**LISTED ENTRIES:**
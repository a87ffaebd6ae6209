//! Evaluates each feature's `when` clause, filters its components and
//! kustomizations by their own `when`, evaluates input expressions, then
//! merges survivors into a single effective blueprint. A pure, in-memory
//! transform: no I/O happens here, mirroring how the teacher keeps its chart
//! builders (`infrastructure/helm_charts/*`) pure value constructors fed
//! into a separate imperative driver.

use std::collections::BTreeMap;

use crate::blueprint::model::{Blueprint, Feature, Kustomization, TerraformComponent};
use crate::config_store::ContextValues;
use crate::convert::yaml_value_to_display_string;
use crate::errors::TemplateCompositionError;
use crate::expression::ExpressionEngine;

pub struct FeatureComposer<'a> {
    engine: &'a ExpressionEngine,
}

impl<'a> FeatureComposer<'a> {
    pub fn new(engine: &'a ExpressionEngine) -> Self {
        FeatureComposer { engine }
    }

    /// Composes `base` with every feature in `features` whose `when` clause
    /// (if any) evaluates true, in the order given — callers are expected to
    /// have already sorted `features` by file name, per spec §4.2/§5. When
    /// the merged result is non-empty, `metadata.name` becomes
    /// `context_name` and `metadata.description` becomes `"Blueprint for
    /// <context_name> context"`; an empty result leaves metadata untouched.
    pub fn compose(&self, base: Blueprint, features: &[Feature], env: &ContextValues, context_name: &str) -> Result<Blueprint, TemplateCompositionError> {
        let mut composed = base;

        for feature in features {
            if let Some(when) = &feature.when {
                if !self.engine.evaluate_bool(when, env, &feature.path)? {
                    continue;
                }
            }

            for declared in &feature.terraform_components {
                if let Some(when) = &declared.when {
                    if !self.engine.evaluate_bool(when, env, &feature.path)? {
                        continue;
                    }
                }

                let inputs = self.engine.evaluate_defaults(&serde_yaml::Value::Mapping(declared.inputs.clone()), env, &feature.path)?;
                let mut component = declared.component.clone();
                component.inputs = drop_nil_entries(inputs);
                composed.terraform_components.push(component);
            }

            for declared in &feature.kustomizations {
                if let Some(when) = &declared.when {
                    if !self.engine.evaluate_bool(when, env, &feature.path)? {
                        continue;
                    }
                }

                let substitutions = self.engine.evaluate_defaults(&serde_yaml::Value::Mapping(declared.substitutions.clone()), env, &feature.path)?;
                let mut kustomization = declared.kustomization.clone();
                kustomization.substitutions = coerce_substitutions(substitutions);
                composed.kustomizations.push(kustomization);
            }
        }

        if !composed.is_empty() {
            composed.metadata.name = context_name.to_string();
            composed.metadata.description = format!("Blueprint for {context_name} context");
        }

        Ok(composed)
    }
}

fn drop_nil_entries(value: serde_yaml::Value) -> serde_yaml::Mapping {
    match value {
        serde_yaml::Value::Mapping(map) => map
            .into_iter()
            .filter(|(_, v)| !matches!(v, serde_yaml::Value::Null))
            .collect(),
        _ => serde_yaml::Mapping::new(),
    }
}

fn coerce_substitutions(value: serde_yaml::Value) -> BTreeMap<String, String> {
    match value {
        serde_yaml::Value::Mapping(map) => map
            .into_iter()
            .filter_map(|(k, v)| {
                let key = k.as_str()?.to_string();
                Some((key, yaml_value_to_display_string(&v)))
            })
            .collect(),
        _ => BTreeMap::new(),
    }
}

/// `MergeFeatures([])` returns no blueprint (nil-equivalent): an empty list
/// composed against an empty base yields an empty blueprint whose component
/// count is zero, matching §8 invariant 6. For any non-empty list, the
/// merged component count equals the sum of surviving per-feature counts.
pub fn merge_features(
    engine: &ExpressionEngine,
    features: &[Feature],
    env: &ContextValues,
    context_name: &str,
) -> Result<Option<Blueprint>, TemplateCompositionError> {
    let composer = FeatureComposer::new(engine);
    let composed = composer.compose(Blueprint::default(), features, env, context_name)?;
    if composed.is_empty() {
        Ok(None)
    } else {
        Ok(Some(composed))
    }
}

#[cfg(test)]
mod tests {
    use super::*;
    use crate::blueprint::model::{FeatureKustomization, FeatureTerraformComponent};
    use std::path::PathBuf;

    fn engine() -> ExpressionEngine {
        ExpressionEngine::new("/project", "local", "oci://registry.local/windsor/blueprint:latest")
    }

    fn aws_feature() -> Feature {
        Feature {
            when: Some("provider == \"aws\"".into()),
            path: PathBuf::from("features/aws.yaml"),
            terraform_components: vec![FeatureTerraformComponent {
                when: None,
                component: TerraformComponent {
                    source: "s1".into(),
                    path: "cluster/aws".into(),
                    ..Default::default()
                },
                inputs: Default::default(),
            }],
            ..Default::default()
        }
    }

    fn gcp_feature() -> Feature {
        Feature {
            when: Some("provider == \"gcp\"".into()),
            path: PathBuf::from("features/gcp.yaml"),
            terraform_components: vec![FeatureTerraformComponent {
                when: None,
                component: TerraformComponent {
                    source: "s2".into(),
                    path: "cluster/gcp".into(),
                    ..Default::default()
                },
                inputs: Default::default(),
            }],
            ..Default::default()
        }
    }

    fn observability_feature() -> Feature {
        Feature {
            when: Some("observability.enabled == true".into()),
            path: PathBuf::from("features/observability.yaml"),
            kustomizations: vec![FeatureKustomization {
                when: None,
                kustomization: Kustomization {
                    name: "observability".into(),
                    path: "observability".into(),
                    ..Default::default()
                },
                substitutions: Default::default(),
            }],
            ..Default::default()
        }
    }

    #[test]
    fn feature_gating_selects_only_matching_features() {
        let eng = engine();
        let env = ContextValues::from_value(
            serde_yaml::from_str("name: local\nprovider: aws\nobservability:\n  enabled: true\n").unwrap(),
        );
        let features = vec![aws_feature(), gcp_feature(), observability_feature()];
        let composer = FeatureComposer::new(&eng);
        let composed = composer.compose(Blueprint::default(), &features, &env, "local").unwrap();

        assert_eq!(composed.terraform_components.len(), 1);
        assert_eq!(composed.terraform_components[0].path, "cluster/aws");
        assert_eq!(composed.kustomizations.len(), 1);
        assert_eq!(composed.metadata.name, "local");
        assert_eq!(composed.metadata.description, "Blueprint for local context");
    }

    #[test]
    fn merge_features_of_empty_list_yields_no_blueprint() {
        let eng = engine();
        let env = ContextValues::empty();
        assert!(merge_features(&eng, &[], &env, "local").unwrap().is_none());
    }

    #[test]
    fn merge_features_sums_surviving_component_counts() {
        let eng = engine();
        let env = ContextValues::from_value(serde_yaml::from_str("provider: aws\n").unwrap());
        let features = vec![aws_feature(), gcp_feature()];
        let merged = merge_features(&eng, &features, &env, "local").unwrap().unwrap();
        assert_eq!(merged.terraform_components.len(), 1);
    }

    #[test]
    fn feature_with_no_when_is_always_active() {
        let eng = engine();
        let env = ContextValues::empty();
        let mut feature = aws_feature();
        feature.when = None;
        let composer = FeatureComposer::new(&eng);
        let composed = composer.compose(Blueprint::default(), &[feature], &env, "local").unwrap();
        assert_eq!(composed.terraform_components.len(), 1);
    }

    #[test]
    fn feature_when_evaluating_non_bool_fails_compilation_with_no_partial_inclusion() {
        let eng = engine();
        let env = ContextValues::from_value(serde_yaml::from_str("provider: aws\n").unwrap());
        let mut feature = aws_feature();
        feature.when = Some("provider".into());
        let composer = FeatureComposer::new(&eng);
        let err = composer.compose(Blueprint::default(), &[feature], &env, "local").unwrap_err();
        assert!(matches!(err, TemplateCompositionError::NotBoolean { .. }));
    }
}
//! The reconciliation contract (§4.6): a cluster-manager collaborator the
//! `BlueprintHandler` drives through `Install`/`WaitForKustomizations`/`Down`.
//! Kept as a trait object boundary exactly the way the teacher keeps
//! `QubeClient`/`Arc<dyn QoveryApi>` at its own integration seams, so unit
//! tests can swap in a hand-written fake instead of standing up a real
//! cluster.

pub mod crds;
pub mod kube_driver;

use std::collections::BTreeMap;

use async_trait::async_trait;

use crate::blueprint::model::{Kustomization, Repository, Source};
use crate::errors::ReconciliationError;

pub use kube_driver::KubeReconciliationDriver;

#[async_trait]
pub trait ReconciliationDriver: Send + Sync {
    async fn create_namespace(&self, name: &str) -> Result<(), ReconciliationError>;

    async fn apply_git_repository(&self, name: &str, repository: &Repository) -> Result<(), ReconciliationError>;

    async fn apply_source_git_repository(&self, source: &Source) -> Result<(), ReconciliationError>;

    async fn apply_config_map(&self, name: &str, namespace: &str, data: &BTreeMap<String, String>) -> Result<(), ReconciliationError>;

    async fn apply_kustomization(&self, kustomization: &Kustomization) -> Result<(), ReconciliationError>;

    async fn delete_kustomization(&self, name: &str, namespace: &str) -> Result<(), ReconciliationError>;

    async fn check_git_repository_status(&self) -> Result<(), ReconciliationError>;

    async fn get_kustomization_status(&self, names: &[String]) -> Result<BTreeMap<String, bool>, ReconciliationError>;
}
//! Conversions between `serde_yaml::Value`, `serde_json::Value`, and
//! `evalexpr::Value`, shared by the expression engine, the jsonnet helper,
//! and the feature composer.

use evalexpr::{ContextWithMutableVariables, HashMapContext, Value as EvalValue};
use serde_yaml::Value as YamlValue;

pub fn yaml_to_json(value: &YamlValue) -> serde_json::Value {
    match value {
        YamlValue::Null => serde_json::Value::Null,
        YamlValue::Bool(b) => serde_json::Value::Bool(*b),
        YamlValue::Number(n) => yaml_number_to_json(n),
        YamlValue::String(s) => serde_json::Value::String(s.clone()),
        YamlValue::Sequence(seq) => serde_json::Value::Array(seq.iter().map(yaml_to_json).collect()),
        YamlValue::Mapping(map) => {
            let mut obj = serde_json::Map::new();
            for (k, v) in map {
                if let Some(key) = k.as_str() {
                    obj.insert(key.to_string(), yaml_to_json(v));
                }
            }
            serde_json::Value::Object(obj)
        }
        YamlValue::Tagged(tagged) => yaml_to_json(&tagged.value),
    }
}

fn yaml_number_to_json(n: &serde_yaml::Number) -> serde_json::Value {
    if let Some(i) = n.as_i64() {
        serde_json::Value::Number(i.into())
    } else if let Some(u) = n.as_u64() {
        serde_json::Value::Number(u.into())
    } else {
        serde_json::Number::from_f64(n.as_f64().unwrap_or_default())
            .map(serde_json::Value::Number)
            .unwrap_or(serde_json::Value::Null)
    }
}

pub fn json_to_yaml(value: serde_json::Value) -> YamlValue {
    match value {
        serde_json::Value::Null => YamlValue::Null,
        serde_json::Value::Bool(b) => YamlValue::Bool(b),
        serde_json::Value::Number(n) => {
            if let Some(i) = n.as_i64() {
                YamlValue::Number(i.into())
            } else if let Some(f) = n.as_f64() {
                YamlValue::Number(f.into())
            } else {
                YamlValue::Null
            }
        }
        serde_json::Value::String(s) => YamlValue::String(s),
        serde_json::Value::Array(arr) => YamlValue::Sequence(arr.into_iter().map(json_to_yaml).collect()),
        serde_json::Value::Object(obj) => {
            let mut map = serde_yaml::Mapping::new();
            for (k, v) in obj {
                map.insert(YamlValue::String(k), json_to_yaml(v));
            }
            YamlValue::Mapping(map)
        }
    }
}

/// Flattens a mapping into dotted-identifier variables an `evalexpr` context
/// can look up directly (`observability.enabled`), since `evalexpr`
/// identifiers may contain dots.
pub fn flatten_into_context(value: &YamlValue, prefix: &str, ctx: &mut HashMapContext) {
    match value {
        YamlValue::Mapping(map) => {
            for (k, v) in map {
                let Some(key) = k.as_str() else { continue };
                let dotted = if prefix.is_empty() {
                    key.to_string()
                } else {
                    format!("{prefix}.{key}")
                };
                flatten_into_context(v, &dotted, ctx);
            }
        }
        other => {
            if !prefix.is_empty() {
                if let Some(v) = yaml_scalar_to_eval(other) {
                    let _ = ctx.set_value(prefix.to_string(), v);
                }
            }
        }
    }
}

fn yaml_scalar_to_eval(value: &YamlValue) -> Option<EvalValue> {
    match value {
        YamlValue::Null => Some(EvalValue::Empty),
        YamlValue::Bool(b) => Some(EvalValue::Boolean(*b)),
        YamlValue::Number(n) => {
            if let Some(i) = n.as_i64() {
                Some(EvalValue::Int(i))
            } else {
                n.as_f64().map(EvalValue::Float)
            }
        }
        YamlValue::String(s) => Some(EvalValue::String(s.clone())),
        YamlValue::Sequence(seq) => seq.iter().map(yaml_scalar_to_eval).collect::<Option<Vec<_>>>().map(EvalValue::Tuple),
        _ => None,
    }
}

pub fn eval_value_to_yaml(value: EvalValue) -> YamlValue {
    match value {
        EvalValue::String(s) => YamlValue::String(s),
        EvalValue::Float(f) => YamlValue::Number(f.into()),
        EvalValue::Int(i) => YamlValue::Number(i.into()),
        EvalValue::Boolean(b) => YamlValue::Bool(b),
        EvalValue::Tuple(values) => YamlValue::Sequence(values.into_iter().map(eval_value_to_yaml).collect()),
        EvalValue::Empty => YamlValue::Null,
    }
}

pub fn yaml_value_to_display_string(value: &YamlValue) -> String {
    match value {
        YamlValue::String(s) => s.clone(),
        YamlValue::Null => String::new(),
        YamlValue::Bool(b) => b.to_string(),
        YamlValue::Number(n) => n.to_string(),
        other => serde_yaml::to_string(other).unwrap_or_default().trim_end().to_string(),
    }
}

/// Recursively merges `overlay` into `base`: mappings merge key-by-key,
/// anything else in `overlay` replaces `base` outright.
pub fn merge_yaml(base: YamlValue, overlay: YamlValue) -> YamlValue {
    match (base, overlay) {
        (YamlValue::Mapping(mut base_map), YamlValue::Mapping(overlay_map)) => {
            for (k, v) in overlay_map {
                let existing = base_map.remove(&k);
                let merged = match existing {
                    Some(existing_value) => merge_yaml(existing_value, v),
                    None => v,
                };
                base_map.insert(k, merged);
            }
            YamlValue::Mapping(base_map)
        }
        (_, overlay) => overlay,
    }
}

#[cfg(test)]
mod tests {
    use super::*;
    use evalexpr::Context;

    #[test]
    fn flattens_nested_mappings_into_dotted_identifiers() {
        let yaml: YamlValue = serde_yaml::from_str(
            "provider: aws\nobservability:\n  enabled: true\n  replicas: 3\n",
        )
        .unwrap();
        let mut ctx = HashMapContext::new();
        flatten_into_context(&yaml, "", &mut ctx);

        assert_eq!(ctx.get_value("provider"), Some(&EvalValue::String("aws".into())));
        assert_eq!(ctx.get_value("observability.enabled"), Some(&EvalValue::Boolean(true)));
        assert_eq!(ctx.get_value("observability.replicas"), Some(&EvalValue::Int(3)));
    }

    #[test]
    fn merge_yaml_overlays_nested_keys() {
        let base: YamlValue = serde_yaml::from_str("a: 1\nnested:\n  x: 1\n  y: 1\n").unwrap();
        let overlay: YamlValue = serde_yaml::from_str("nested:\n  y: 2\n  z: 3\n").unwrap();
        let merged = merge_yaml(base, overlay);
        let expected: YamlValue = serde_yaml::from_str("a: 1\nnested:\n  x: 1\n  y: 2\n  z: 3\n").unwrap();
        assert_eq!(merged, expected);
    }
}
==
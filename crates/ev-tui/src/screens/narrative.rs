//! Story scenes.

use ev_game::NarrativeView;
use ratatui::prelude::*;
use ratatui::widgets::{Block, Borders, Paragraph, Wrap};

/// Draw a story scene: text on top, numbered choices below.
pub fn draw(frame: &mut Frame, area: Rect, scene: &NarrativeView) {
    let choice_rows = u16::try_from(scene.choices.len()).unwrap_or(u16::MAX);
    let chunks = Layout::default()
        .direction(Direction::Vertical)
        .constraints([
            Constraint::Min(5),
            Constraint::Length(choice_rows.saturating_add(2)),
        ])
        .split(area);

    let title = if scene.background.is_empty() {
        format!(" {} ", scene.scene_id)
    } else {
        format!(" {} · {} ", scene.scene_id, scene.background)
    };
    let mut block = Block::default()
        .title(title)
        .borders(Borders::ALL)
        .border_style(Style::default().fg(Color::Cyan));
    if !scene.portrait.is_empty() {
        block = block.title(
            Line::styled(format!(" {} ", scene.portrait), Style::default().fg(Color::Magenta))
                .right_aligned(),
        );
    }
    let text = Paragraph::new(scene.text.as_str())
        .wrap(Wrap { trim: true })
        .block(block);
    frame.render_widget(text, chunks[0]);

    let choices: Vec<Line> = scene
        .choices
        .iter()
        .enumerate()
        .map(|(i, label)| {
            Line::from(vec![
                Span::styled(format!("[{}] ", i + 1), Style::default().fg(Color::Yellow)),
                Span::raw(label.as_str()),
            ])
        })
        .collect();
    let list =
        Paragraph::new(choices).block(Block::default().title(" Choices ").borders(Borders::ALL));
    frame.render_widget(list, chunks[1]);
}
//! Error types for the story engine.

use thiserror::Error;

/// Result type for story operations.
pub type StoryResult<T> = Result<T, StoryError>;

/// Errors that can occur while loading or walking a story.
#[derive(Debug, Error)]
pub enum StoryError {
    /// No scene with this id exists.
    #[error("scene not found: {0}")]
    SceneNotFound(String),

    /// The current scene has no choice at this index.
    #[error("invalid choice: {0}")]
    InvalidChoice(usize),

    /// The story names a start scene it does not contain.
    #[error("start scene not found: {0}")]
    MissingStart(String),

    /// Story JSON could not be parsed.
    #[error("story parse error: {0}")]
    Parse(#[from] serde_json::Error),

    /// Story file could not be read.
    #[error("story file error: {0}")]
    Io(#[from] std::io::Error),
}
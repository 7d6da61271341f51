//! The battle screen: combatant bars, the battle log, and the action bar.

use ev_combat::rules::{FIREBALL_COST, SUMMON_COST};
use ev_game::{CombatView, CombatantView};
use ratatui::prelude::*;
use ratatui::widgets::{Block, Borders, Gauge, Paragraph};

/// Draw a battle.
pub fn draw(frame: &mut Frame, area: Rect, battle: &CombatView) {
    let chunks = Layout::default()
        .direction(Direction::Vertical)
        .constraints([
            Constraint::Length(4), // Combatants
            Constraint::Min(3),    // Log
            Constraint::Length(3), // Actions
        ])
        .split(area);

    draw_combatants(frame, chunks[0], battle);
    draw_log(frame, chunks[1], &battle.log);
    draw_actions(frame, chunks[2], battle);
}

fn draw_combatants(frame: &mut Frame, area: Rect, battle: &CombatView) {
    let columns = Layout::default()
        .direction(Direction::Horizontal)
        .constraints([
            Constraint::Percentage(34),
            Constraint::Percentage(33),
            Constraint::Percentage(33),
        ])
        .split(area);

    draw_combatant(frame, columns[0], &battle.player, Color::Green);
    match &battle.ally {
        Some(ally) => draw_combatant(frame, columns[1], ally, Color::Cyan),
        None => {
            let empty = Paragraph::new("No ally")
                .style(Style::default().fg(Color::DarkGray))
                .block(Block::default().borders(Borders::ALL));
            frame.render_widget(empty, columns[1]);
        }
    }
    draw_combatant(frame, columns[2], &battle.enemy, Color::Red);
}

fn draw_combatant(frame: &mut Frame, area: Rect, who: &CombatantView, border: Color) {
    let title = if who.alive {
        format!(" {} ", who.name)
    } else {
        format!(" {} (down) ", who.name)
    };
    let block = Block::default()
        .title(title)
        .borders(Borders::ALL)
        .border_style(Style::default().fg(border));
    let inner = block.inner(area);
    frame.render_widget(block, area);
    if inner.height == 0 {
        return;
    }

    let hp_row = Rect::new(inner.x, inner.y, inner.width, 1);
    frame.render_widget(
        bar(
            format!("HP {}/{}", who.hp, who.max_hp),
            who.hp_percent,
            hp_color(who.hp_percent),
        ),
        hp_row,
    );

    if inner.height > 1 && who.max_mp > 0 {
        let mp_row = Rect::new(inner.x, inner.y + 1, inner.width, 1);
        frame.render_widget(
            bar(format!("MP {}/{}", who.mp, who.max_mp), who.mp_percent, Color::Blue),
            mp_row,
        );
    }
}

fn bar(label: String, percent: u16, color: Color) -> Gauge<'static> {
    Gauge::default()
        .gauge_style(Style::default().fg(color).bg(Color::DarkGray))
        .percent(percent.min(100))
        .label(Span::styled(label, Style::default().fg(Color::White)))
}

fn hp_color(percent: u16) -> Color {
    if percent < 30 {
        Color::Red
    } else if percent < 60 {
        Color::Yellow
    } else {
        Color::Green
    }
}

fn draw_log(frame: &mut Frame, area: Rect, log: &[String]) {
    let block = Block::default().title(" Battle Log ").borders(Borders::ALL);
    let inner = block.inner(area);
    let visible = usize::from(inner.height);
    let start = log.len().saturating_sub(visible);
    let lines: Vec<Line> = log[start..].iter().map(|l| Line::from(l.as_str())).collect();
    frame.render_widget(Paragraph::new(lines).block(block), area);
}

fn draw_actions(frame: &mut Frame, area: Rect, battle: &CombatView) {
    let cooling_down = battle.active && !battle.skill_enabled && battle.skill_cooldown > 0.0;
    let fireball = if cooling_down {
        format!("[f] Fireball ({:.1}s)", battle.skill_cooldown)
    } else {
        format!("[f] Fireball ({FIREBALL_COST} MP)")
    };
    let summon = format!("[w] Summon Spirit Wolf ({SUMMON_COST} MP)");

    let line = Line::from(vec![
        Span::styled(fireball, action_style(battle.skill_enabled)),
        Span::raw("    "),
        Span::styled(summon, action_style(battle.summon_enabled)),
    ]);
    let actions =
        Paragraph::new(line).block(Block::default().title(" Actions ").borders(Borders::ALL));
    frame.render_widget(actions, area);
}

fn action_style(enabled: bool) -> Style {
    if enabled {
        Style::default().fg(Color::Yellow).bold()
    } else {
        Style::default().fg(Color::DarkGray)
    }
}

**ACTION ITEM:** In the records above, find each line with the string "matches" and list it.

**TASK RESPONSE:**
            .filter(|(_, v)| !matches!(v, serde_yaml::Value::Null))
        assert!(matches!(err, TemplateCompositionError::NotBoolean { .. }));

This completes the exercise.